Multi-drug resistance in cancer chemotherapy refers to the ability of cancer cells to survive from treatment of a wide range of drugs (Meszaros et al., 2009).
In addition to the MDR induced by drugs in early exposure, the MDR cancer cells may subsequently develop cross-resistance to several unexposed and structurally unrelated chemotherapeutic agents (Biedler et al., 1970).
How to tackle the MDR cells in chemotherapy is a pressing issue in cancer treatments. Verapamil was the first known Pgp inhibitor to increase the intracellular concentration of anti-cancer agents in MDR cells by binding to Pgp and inhibiting the Pgp-mediated efflux (Twentyman, 1992). It was believed that anti-cancer drug resistance could be reversed by drug efflux inhibition. Researchers developed and tested a range of Pgp inhibitors to improve the pharmacological effects of chemotherapy in cancer patients (Tsuruo et al., 1981; Stewart et al., 2000; Toppmeyer et al., 2002).
Mechanisms of MDR include decreased uptake of drugs, alterations in cellular pathways and increased active efflux of drugs (Gottesman, 2002; La Porta, 2007; Watson, 1991).
Overexpression of ATP-binding cassette (ABC) transporters is one of the most common mechanisms. Overexpression of the three major ABC transporters, i.e. P-glycoprotein (Pgp), multi-drug resistance-associated protein 1 (MRP1) and breast cancer resistance protein (BCRP/ABCG2), is frequently observed in cancer cell lines selected with chemotherapeutic drugs (Szakacs et al., 2006) and critical to clinical drug resistance (Leonard, 2003).
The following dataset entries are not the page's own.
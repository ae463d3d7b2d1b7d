//! Tessera Core - image catalog library.
//!
//! Tessera ingests uploaded images into a catalog, rejects exact duplicates,
//! derives perceptual descriptors once at upload time, and answers two kinds
//! of read queries: "visually similar to this entry" and faceted search.
//!
//! # Architecture
//!
//! ```text
//! bytes → Validate → Hash → Dedup → Decode → Features → Thumbnail → Store → Tags
//! ```
//!
//! The SQLite catalog store is the single serialization point. Similarity is
//! ranked inside the store over stored luminance grids; search runs a planned
//! query whose count and page share one predicate.
//!
//! # Usage
//!
//! ```rust,ignore
//! use tessera_core::{Config, IngestMetadata, SearchOptions, Tessera};
//!
//! #[tokio::main]
//! async fn main() -> tessera_core::Result<()> {
//!     let tessera = Tessera::open(Config::load()?)?;
//!
//!     let bytes = std::fs::read("./sunset.png")?;
//!     let entry = tessera.ingest(&bytes, "image/png", IngestMetadata::default()).await?;
//!
//!     let similar = tessera.find_similar(entry.id, 1, 24)?;
//!     let page = tessera.search(&SearchOptions::default())?;
//!     println!("{} similar, {} total", similar.total, page.total);
//!     Ok(())
//! }
//! ```

// Module declarations
pub mod config;
pub mod error;
pub mod flags;
pub mod pipeline;
pub mod search;
pub mod similarity;
pub mod store;
pub mod types;

// Re-exports for convenient access
pub use config::Config;
pub use error::{ConfigError, IngestError, QueryError, Result, StoreError, TesseraError};
pub use flags::{Board, BoardSet, Purity, PuritySet};
pub use search::{AspectBucket, Direction, Order, ResolutionFilter, SearchOptions};
pub use similarity::{SimilarPage, SimilarityCache, SimilarityKey};
pub use store::CatalogStore;
pub use types::{
    CatalogEntry, Digest, EntryId, IngestMetadata, MaintenanceReport, Rgb, ScoredEntry, SearchPage,
};

use std::sync::Arc;
use std::time::Duration;

use pipeline::{AcceptedFormat, FileLayout, IngestPipeline, THUMBNAIL_EXTENSIONS};
use search::QueryPlanner;
use store::FeatureLayout;

/// Library version.
pub const VERSION: &str = env!("CARGO_PKG_VERSION");

/// The catalog: ingestion, similarity, search and deletion.
pub struct Tessera {
    config: Config,
    store: Arc<CatalogStore>,
    files: FileLayout,
    pipeline: IngestPipeline,
    planner: QueryPlanner,
}

impl Tessera {
    /// Open the catalog under the configured data directory, creating it if
    /// needed.
    pub fn open(config: Config) -> Result<Self> {
        config.validate()?;
        tracing::debug!("Initializing Tessera v{}", VERSION);

        let files = FileLayout::new(config.data_dir());
        files.ensure()?;
        let store = Arc::new(CatalogStore::open(
            &config.database_path(),
            FeatureLayout::from(&config.features),
        )?);
        let pipeline = IngestPipeline::new(&config, store.clone(), files.clone());
        let planner = QueryPlanner::new(config.search.clone());

        let stale = store.count_layout_mismatches()?;
        if stale > 0 {
            tracing::warn!(
                "{} entries were derived with a different feature layout and cannot be \
                 read until `tessera maintenance recompute` runs",
                stale
            );
        }

        Ok(Self {
            config,
            store,
            files,
            pipeline,
            planner,
        })
    }

    pub fn config(&self) -> &Config {
        &self.config
    }

    pub fn store(&self) -> &CatalogStore {
        &self.store
    }

    pub fn files(&self) -> &FileLayout {
        &self.files
    }

    // ── Core operations ──────────────────────────────────────────────

    /// Ingest one upload. See [`IngestPipeline::ingest`].
    pub async fn ingest(
        &self,
        bytes: &[u8],
        mimetype: &str,
        metadata: IngestMetadata,
    ) -> std::result::Result<CatalogEntry, IngestError> {
        self.pipeline.ingest(bytes, mimetype, metadata).await
    }

    /// Entries ranked by visual similarity to `id`, excluding `id` itself.
    pub fn find_similar(
        &self,
        id: EntryId,
        page: u32,
        page_size: u32,
    ) -> std::result::Result<SimilarPage, QueryError> {
        self.check_paging(page, page_size)?;
        let offset = u64::from(page - 1) * u64::from(page_size);
        let (entries, total) = self.store.similar(id, page_size, offset)?;
        Ok(SimilarPage {
            entries,
            total,
            page,
            page_size,
        })
    }

    /// [`find_similar`](Self::find_similar) through a caller-owned cache.
    pub fn find_similar_cached(
        &self,
        cache: &mut SimilarityCache,
        id: EntryId,
        page: u32,
        page_size: u32,
    ) -> std::result::Result<SimilarPage, QueryError> {
        let key = SimilarityKey {
            entry: id,
            page,
            page_size,
        };
        // Read before computing: a write racing the query makes the page stale
        // under this generation, and the next lookup sees a newer one.
        let generation = self.store.generation();
        if let Some(hit) = cache.get(&key, generation) {
            return Ok(hit.clone());
        }
        let result = self.find_similar(id, page, page_size)?;
        cache.insert(key, result.clone(), generation);
        Ok(result)
    }

    /// A cache sized from `[similarity] cache_capacity`.
    pub fn similarity_cache(&self) -> SimilarityCache {
        SimilarityCache::new(self.config.similarity.cache_capacity)
    }

    /// Faceted search.
    pub fn search(&self, options: &SearchOptions) -> std::result::Result<SearchPage, QueryError> {
        let plan = self.planner.plan(options)?;
        let (entries, total) = self.store.execute_search(&plan)?;
        Ok(SearchPage {
            entries,
            total,
            page: plan.page,
            page_size: plan.page_size,
        })
    }

    /// Delete an entry. The store row goes first; the original and thumbnail
    /// are removed only after that commit. File removal failures are logged
    /// and leave an orphaned file, never a dangling row.
    ///
    /// The thumbnail is looked up under every known extension, since
    /// `thumbnail.format` may have changed since the entry was ingested.
    pub fn delete(&self, id: EntryId) -> std::result::Result<CatalogEntry, StoreError> {
        let entry = self.store.delete(id)?;

        let mut paths: Vec<_> = THUMBNAIL_EXTENSIONS
            .iter()
            .map(|ext| self.files.thumbnail_path(id, ext))
            .collect();
        if let Some(format) = AcceptedFormat::from_mimetype(&entry.mimetype) {
            paths.push(self.files.original_path(id, format.extension()));
        }
        for path in paths {
            if let Err(e) = FileLayout::remove(&path) {
                tracing::warn!("Failed to remove {:?} for deleted entry {}: {}", path, id, e);
            }
        }

        tracing::info!("Deleted entry {}", id);
        Ok(entry)
    }

    // ── Entry access and updates ─────────────────────────────────────

    pub fn get(&self, id: EntryId) -> std::result::Result<CatalogEntry, StoreError> {
        self.store.get(id)
    }

    pub fn record_view(&self, id: EntryId) -> std::result::Result<u64, StoreError> {
        self.store.record_view(id)
    }

    pub fn add_favorite(&self, id: EntryId, user: &str) -> std::result::Result<bool, StoreError> {
        self.store.add_favorite(id, user)
    }

    pub fn remove_favorite(&self, id: EntryId, user: &str) -> std::result::Result<bool, StoreError> {
        self.store.remove_favorite(id, user)
    }

    pub fn set_boards(&self, id: EntryId, boards: BoardSet) -> std::result::Result<(), StoreError> {
        self.store.set_boards(id, boards)
    }

    pub fn set_purity(&self, id: EntryId, purity: PuritySet) -> std::result::Result<(), StoreError> {
        self.store.set_purity(id, purity)
    }

    pub fn set_featured(&self, id: EntryId, featured: bool) -> std::result::Result<(), StoreError> {
        self.store.set_featured(id, featured)
    }

    pub fn attach_tags(&self, id: EntryId, tags: &[String]) -> std::result::Result<Vec<String>, StoreError> {
        self.store.attach_tags(id, tags)
    }

    pub fn detach_tag(&self, id: EntryId, tag: &str) -> std::result::Result<bool, StoreError> {
        self.store.detach_tag(id, tag)
    }

    // ── Maintenance ──────────────────────────────────────────────────

    /// Re-derive features for every entry from its stored original.
    pub async fn recompute_features(&self) -> std::result::Result<MaintenanceReport, StoreError> {
        self.pipeline.recompute_features().await
    }

    /// Remove temp uploads older than `max_age` left by interrupted ingestions.
    pub fn sweep_temp_files(&self, max_age: Duration) -> std::io::Result<usize> {
        let removed = self.files.sweep_temp(max_age)?;
        if removed > 0 {
            tracing::info!("Swept {} stale temp files", removed);
        }
        Ok(removed)
    }

    fn check_paging(&self, page: u32, page_size: u32) -> std::result::Result<(), QueryError> {
        if page < 1 {
            return Err(QueryError::MalformedQuery("page numbers start at 1".into()));
        }
        if !self.config.search.page_sizes.contains(&page_size) {
            return Err(QueryError::MalformedQuery(format!(
                "page size {} is not one of {:?}",
                page_size, self.config.search.page_sizes
            )));
        }
        Ok(())
    }
}

#[cfg(test)]
mod tests {
    use super::*;

    fn open() -> (tempfile::TempDir, Tessera) {
        let dir = tempfile::tempdir().unwrap();
        let mut config = Config::default();
        config.general.data_dir = dir.path().to_path_buf();
        let tessera = Tessera::open(config).unwrap();
        (dir, tessera)
    }

    #[test]
    fn test_version() {
        assert!(!VERSION.is_empty());
    }

    #[test]
    fn test_open_creates_layout() {
        let (dir, tessera) = open();
        assert!(dir.path().join("catalog.db").exists());
        assert!(tessera.files().originals_dir().exists());
        assert_eq!(tessera.config().processing.parallel_workers, 4);
    }

    #[test]
    fn test_open_rejects_invalid_config() {
        let mut config = Config::default();
        config.processing.parallel_workers = 0;
        assert!(matches!(
            Tessera::open(config),
            Err(TesseraError::Config(ConfigError::ValidationError(_)))
        ));
    }

    #[test]
    fn test_find_similar_validates_paging() {
        let (_dir, tessera) = open();
        assert!(matches!(
            tessera.find_similar(EntryId(1), 0, 24),
            Err(QueryError::MalformedQuery(_))
        ));
        assert!(matches!(
            tessera.find_similar(EntryId(1), 1, 10),
            Err(QueryError::MalformedQuery(_))
        ));
        assert!(matches!(
            tessera.find_similar(EntryId(1), 1, 24),
            Err(QueryError::Store(StoreError::NotFound(_)))
        ));
    }
}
Fractions from 17 clinically used anti-tumor traditional Chinese medicinal herbs were tested for their potential to restore the sensitivity of MCF-7/ADR and A549/Taxol cells to a known anti-neoplastic agent. Five herbs, Curcuma wenyujin, Chrysanthemum indicum, Salvia chinensis, Ligusticum chuanxiong Hort. and Cassia tora L., could sensitize these resistant cancer cells at a non-toxic concentration (10 µg mL–1), and markedly increased doxorubicin accumulation in MCF-7/ADR cells, which necessitates further investigations into the active ingredients of these herbs and their underlying mechanisms (Yang et al., 2011).
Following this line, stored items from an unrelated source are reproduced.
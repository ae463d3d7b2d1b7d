//! Mapping between `entries` rows and typed [`CatalogEntry`] values.
//!
//! Rows are read into [`EntryRow`] with raw SQLite types, then validated
//! field by field exactly once in [`EntryRow::into_entry`]. Nothing past
//! this module handles untyped row data.

use chrono::{DateTime, Utc};
use rusqlite::Row;

use crate::error::{StoreError, StoreResult};
use crate::flags::{BoardSet, PuritySet};
use crate::pipeline::validate::AcceptedFormat;
use crate::types::{CatalogEntry, Counters, Digest, EntryId, Features, Rgb};

/// Column list shared by every query that yields entries, in
/// [`EntryRow::from_row`] order. Expects the table aliased as `e`.
pub const ENTRY_COLUMNS: &str = "e.id, e.digest, e.width, e.height, e.mimetype, e.file_size, \
     e.board, e.purity, e.average_color, e.palette, e.luminance, e.views, e.favorites, \
     e.featured, e.created_at, e.updated_at";

/// Number of columns in [`ENTRY_COLUMNS`]; extra projected columns start here.
pub const ENTRY_COLUMN_COUNT: usize = 16;

/// Fixed feature lengths every stored entry must have.
#[derive(Debug, Clone, Copy, PartialEq, Eq)]
pub struct FeatureLayout {
    pub palette_size: usize,
    pub grid_len: usize,
}

impl From<&crate::config::FeaturesConfig> for FeatureLayout {
    fn from(config: &crate::config::FeaturesConfig) -> Self {
        Self {
            palette_size: config.palette_size,
            grid_len: config.grid_len(),
        }
    }
}

/// An `entries` row as stored, before validation.
#[derive(Debug, Clone)]
pub struct EntryRow {
    pub id: i64,
    pub digest: String,
    pub width: i64,
    pub height: i64,
    pub mimetype: String,
    pub file_size: i64,
    pub board: i64,
    pub purity: i64,
    pub average_color: Vec<u8>,
    pub palette: Vec<u8>,
    pub luminance: Vec<u8>,
    pub views: i64,
    pub favorites: i64,
    pub featured: bool,
    pub created_at: i64,
    pub updated_at: i64,
}

impl EntryRow {
    pub fn from_row(row: &Row<'_>) -> rusqlite::Result<Self> {
        Ok(Self {
            id: row.get(0)?,
            digest: row.get(1)?,
            width: row.get(2)?,
            height: row.get(3)?,
            mimetype: row.get(4)?,
            file_size: row.get(5)?,
            board: row.get(6)?,
            purity: row.get(7)?,
            average_color: row.get(8)?,
            palette: row.get(9)?,
            luminance: row.get(10)?,
            views: row.get(11)?,
            favorites: row.get(12)?,
            featured: row.get(13)?,
            created_at: row.get(14)?,
            updated_at: row.get(15)?,
        })
    }

    /// Validate every field and build the typed entry.
    pub fn into_entry(self, tags: Vec<String>, layout: FeatureLayout) -> StoreResult<CatalogEntry> {
        let id = self.id;
        let corrupt = |message: String| StoreError::CorruptRow { id, message };

        let digest = Digest::from_hex(&self.digest)
            .ok_or_else(|| corrupt(format!("invalid digest '{}'", self.digest)))?;
        let width = positive_u32(self.width).ok_or_else(|| corrupt(format!("invalid width {}", self.width)))?;
        let height =
            positive_u32(self.height).ok_or_else(|| corrupt(format!("invalid height {}", self.height)))?;
        let format = AcceptedFormat::from_mimetype(&self.mimetype)
            .ok_or_else(|| corrupt(format!("unknown mimetype '{}'", self.mimetype)))?;
        let file_size =
            u64::try_from(self.file_size).map_err(|_| corrupt(format!("invalid file size {}", self.file_size)))?;
        let boards = u8::try_from(self.board)
            .ok()
            .and_then(BoardSet::from_bits)
            .ok_or_else(|| corrupt(format!("invalid board mask {}", self.board)))?;
        let purity = u8::try_from(self.purity)
            .ok()
            .and_then(PuritySet::from_bits)
            .ok_or_else(|| corrupt(format!("invalid purity mask {}", self.purity)))?;

        let average_color = <[u8; 3]>::try_from(self.average_color.as_slice())
            .map(Rgb)
            .map_err(|_| corrupt(format!("average colour has {} bytes", self.average_color.len())))?;
        if self.palette.len() != layout.palette_size * 3 {
            return Err(corrupt(format!(
                "palette has {} bytes, expected {}",
                self.palette.len(),
                layout.palette_size * 3
            )));
        }
        let palette = decode_palette(&self.palette);
        if self.luminance.len() != layout.grid_len {
            return Err(corrupt(format!(
                "luminance grid has {} samples, expected {}",
                self.luminance.len(),
                layout.grid_len
            )));
        }

        let views = u64::try_from(self.views).map_err(|_| corrupt("negative view count".into()))?;
        let favorites =
            u64::try_from(self.favorites).map_err(|_| corrupt("negative favorite count".into()))?;
        let created_at = timestamp(self.created_at).ok_or_else(|| corrupt("invalid created_at".into()))?;
        let updated_at = timestamp(self.updated_at).ok_or_else(|| corrupt("invalid updated_at".into()))?;

        Ok(CatalogEntry {
            id: EntryId(id),
            digest,
            width,
            height,
            mimetype: format.mimetype().to_string(),
            file_size,
            boards,
            purity,
            features: Features {
                average_color,
                palette,
                luminance: self.luminance,
            },
            counters: Counters { views, favorites },
            featured: self.featured,
            tags,
            created_at,
            updated_at,
        })
    }
}

fn positive_u32(value: i64) -> Option<u32> {
    u32::try_from(value).ok().filter(|v| *v > 0)
}

fn timestamp(secs: i64) -> Option<DateTime<Utc>> {
    DateTime::from_timestamp(secs, 0)
}

/// Flatten palette colours to `[r, g, b, r, g, b, ...]`.
pub fn encode_palette(palette: &[Rgb]) -> Vec<u8> {
    palette.iter().flat_map(|c| c.0).collect()
}

fn decode_palette(bytes: &[u8]) -> Vec<Rgb> {
    bytes
        .chunks_exact(3)
        .map(|c| Rgb::new(c[0], c[1], c[2]))
        .collect()
}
Natural sources are a fertile ground to find novel drugs with activity against MDR cancer cells. In some countries, especially China, traditional herbal medicines are often used together with mainstream chemotherapeutic agents. The clinically used traditional Chinese herbs for the treatment of tumor can be classified into four categories based on the theory of Traditional Chinese Medicine (TCM): drugs (CH group) for 'Clearing away Heat and Toxins', drugs (PB group) for 'Promoting Blood Flow to Remove Stasis', drugs for 'Invigoration' and toxic drugs. Drugs for 'Invigoration' have indirect anti-neoplastic action by enhancing an organism's immunity and have been used clinically to minimise radiotherapy- and chemotherapy-induced toxicity (Fu & Chen, 2008; Chai, To, Lin, 2010).
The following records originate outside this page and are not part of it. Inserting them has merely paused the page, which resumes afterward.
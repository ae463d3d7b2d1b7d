//! The `tessera ingest` command.

use std::path::{Path, PathBuf};
use std::sync::Arc;

use clap::Args;
use indicatif::{ProgressBar, ProgressStyle};
use serde::Serialize;
use tessera_core::{BoardSet, Config, EntryId, IngestError, IngestMetadata, PuritySet, Tessera};
use tokio::task::JoinSet;

/// Arguments for the `ingest` command.
#[derive(Args, Debug)]
pub struct IngestArgs {
    /// Image files to ingest
    #[arg(required = true)]
    pub files: Vec<PathBuf>,

    /// Boards the entries belong to (comma-separated, or `all`)
    #[arg(long, default_value = "general")]
    pub board: BoardSet,

    /// Purity levels of the entries (comma-separated)
    #[arg(long, default_value = "sfw")]
    pub purity: PuritySet,

    /// Tag to attach; repeat for several
    #[arg(short, long = "tag")]
    pub tags: Vec<String>,

    /// Mark the entries as featured
    #[arg(long)]
    pub featured: bool,

    /// Declared mimetype; guessed from the file extension when omitted
    #[arg(long)]
    pub mimetype: Option<String>,
}

#[derive(Debug, Serialize)]
#[serde(tag = "status", rename_all = "snake_case")]
enum FileOutcome {
    Ingested { file: PathBuf, id: EntryId },
    Duplicate { file: PathBuf, existing_id: EntryId },
    Failed { file: PathBuf, error: String },
}

/// Execute the ingest command.
pub async fn execute(config: Config, args: IngestArgs) -> anyhow::Result<()> {
    let in_flight = config.processing.parallel_workers * 2;
    let tessera = Arc::new(super::open_catalog(config)?);
    let metadata = IngestMetadata {
        boards: args.board,
        purity: args.purity,
        tags: args.tags,
        featured: args.featured,
    };

    let total = args.files.len();
    let progress = (total > 1).then(|| create_progress_bar(total as u64));
    let mut tasks = JoinSet::new();
    let mut pending = args.files.into_iter();
    let (mut ingested, mut duplicates, mut failed) = (0usize, 0usize, 0usize);

    loop {
        while tasks.len() < in_flight {
            let Some(file) = pending.next() else { break };
            let tessera = tessera.clone();
            let metadata = metadata.clone();
            let mimetype = args.mimetype.clone();
            tasks.spawn(async move { ingest_file(&tessera, file, mimetype, metadata).await });
        }

        let Some(joined) = tasks.join_next().await else { break };
        let outcome = joined?;
        match &outcome {
            FileOutcome::Ingested { .. } => ingested += 1,
            FileOutcome::Duplicate { .. } => duplicates += 1,
            FileOutcome::Failed { file, error } => {
                failed += 1;
                tracing::error!("Failed to ingest {:?}: {}", file, error);
            }
        }

        let line = serde_json::to_string(&outcome)?;
        match &progress {
            Some(pb) => {
                pb.suspend(|| println!("{line}"));
                pb.inc(1);
            }
            None => println!("{line}"),
        }
    }

    if let Some(pb) = progress {
        pb.finish_and_clear();
    }
    tracing::info!(
        "Ingested {} of {} files ({} duplicates, {} failed)",
        ingested,
        total,
        duplicates,
        failed
    );

    if failed > 0 {
        anyhow::bail!("{failed} of {total} files failed to ingest");
    }
    Ok(())
}

async fn ingest_file(
    tessera: &Tessera,
    file: PathBuf,
    mimetype: Option<String>,
    metadata: IngestMetadata,
) -> FileOutcome {
    let bytes = match tokio::fs::read(&file).await {
        Ok(bytes) => bytes,
        Err(e) => {
            return FileOutcome::Failed {
                error: format!("read failed: {e}"),
                file,
            }
        }
    };
    let mimetype = mimetype.unwrap_or_else(|| mimetype_for(&file).to_string());

    match tessera.ingest(&bytes, &mimetype, metadata).await {
        Ok(entry) => FileOutcome::Ingested { file, id: entry.id },
        Err(IngestError::DuplicateContent { existing_id }) => {
            FileOutcome::Duplicate { file, existing_id }
        }
        Err(e) => FileOutcome::Failed {
            error: e.to_string(),
            file,
        },
    }
}

/// Mimetype implied by the file extension. Unknown extensions map to a type
/// the validator refuses.
fn mimetype_for(path: &Path) -> &'static str {
    let ext = path
        .extension()
        .and_then(|e| e.to_str())
        .map(str::to_ascii_lowercase);
    match ext.as_deref() {
        Some("jpg" | "jpeg") => "image/jpeg",
        Some("png") => "image/png",
        Some("gif") => "image/gif",
        Some("webp") => "image/webp",
        _ => "application/octet-stream",
    }
}

fn create_progress_bar(total: u64) -> ProgressBar {
    let pb = ProgressBar::new(total);
    let style = ProgressStyle::default_bar()
        .template(
            "{spinner:.green} [{elapsed_precise}] [{bar:40.cyan/blue}] {pos}/{len} ({percent}%) {msg}",
        )
        .unwrap_or_else(|_| ProgressStyle::default_bar())
        .progress_chars("##-");
    pb.set_style(style);
    pb
}

#[cfg(test)]
mod tests {
    use super::*;

    #[test]
    fn test_mimetype_for_extension() {
        assert_eq!(mimetype_for(Path::new("a/b.JPG")), "image/jpeg");
        assert_eq!(mimetype_for(Path::new("b.jpeg")), "image/jpeg");
        assert_eq!(mimetype_for(Path::new("b.webp")), "image/webp");
        assert_eq!(mimetype_for(Path::new("b.tiff")), "application/octet-stream");
        assert_eq!(mimetype_for(Path::new("noext")), "application/octet-stream");
    }

    #[test]
    fn test_outcome_serializes_with_status_tag() {
        let outcome = FileOutcome::Duplicate {
            file: PathBuf::from("a.png"),
            existing_id: EntryId(7),
        };
        let json = serde_json::to_value(&outcome).unwrap();
        assert_eq!(json["status"], "duplicate");
        assert_eq!(json["existing_id"], 7);
    }
}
Some of the recent findings on the circumvention of ABC transporters-mediated MDR by various ingredients and extracts of CM and their formulae, based on whether the MDR reversal involved Pgp alteration, are reviewed below.
Saponins
Ginsenosides are the major active components from Panax ginseng (Renshen). Ginsenosides are mainly triterpenoid dammarane derivatives. Several ginsenosides, namely Rg1, Rg3, Re, Rc and Rd inhibited drug efflux (Kim et al., 2003). A combination of purified saponins containing Rb1, Rb2, Rc, Rd, Re and Rg1 reversed MDR whereas individual ginsenosides did not produce any effect (Park et al., 2006). Ginsenosides reversed MDR of several chemotherapeutic drugs such as homoharringtonine, cytarabine, doxorubicin and etoposide in K562/VCR and in a dose-dependent manner in K562/DOX (Gao et al., 2004).
Pgp expression decreased but bcl-2 expression remained the same (Wang, 2003). Rb1 reversed MDR of harringtonolide and vincristine in K562/HHT and HL60/VCR cell lines respectively (Shi et al. , 2005).
Panax notoginseng (Sanqi) total saponins reversed MDR of doxorubicin in MCF-7/DOX and K562/VCR cell lines. The mechanism may be related to the decrease of Pgp expression (Si & Tien, 2005; Liu, Liu, & Fang, 2008).
Rg3, one of the active ginsenosides from Panax ginseng, restored the sensitivity of resistant KBV20 cell line to various anti-cancer drugs, including vincristine, doxorubicin, etoposide and colchicine in a time-and dose-dependent manner. This ginsenoside competitively inhibited the binding of substrate drugs to Pgp and its binding affinity to Pgp was remarkably higher than that of verapamil. In contrast to the dose-dependent effects in vitro, Rg3 increased animal life span in an in vivo MDR model in a dose-independent manner (Kim et al., 2003).
Flavonoids
Quercetin is one of the most widely distributed flavonoids in natural products including Chinese medicinal herbs such as Sophora japonica (Huai). Quercetin inhibited the binding of heat shock factor at the MDR1 promoter, thereby decreasing MDR1 transcription and reducing Pgp expression (Kim et al., 1998). Quercetin also inhibited the overexpression of Pgp mediated by arsenite (Kioka et al., 1992). In HL-60/DOX and K562/DOX cell lines, quercetin enhanced the anti-cancer sensitivity to daunorubicin and decreased Pgp expression (Cai et al., 2004; Cai et al., 2005). MDR reversal effect of quercetin was probably mediated by its action on mitochondrial membrane potential and the induction of apoptosis. Furthermore, quercetin derivatives rather than quercetin itself reversed MDR (Kothan et al., 2004). Quercetin increased the sensitivity of Pgp-overexpressing KBV1 cell line towards vinblastine and paclitaxel in a dose-dependent manner. Among many active flavonoids, quercetin was less potent than kaempferol but more effective than genistein and daidzein in reversing MDR. Genistein and daidzein had no effect on Pgp expression (Limtrakul, Khantamat, & Pintha, 2005).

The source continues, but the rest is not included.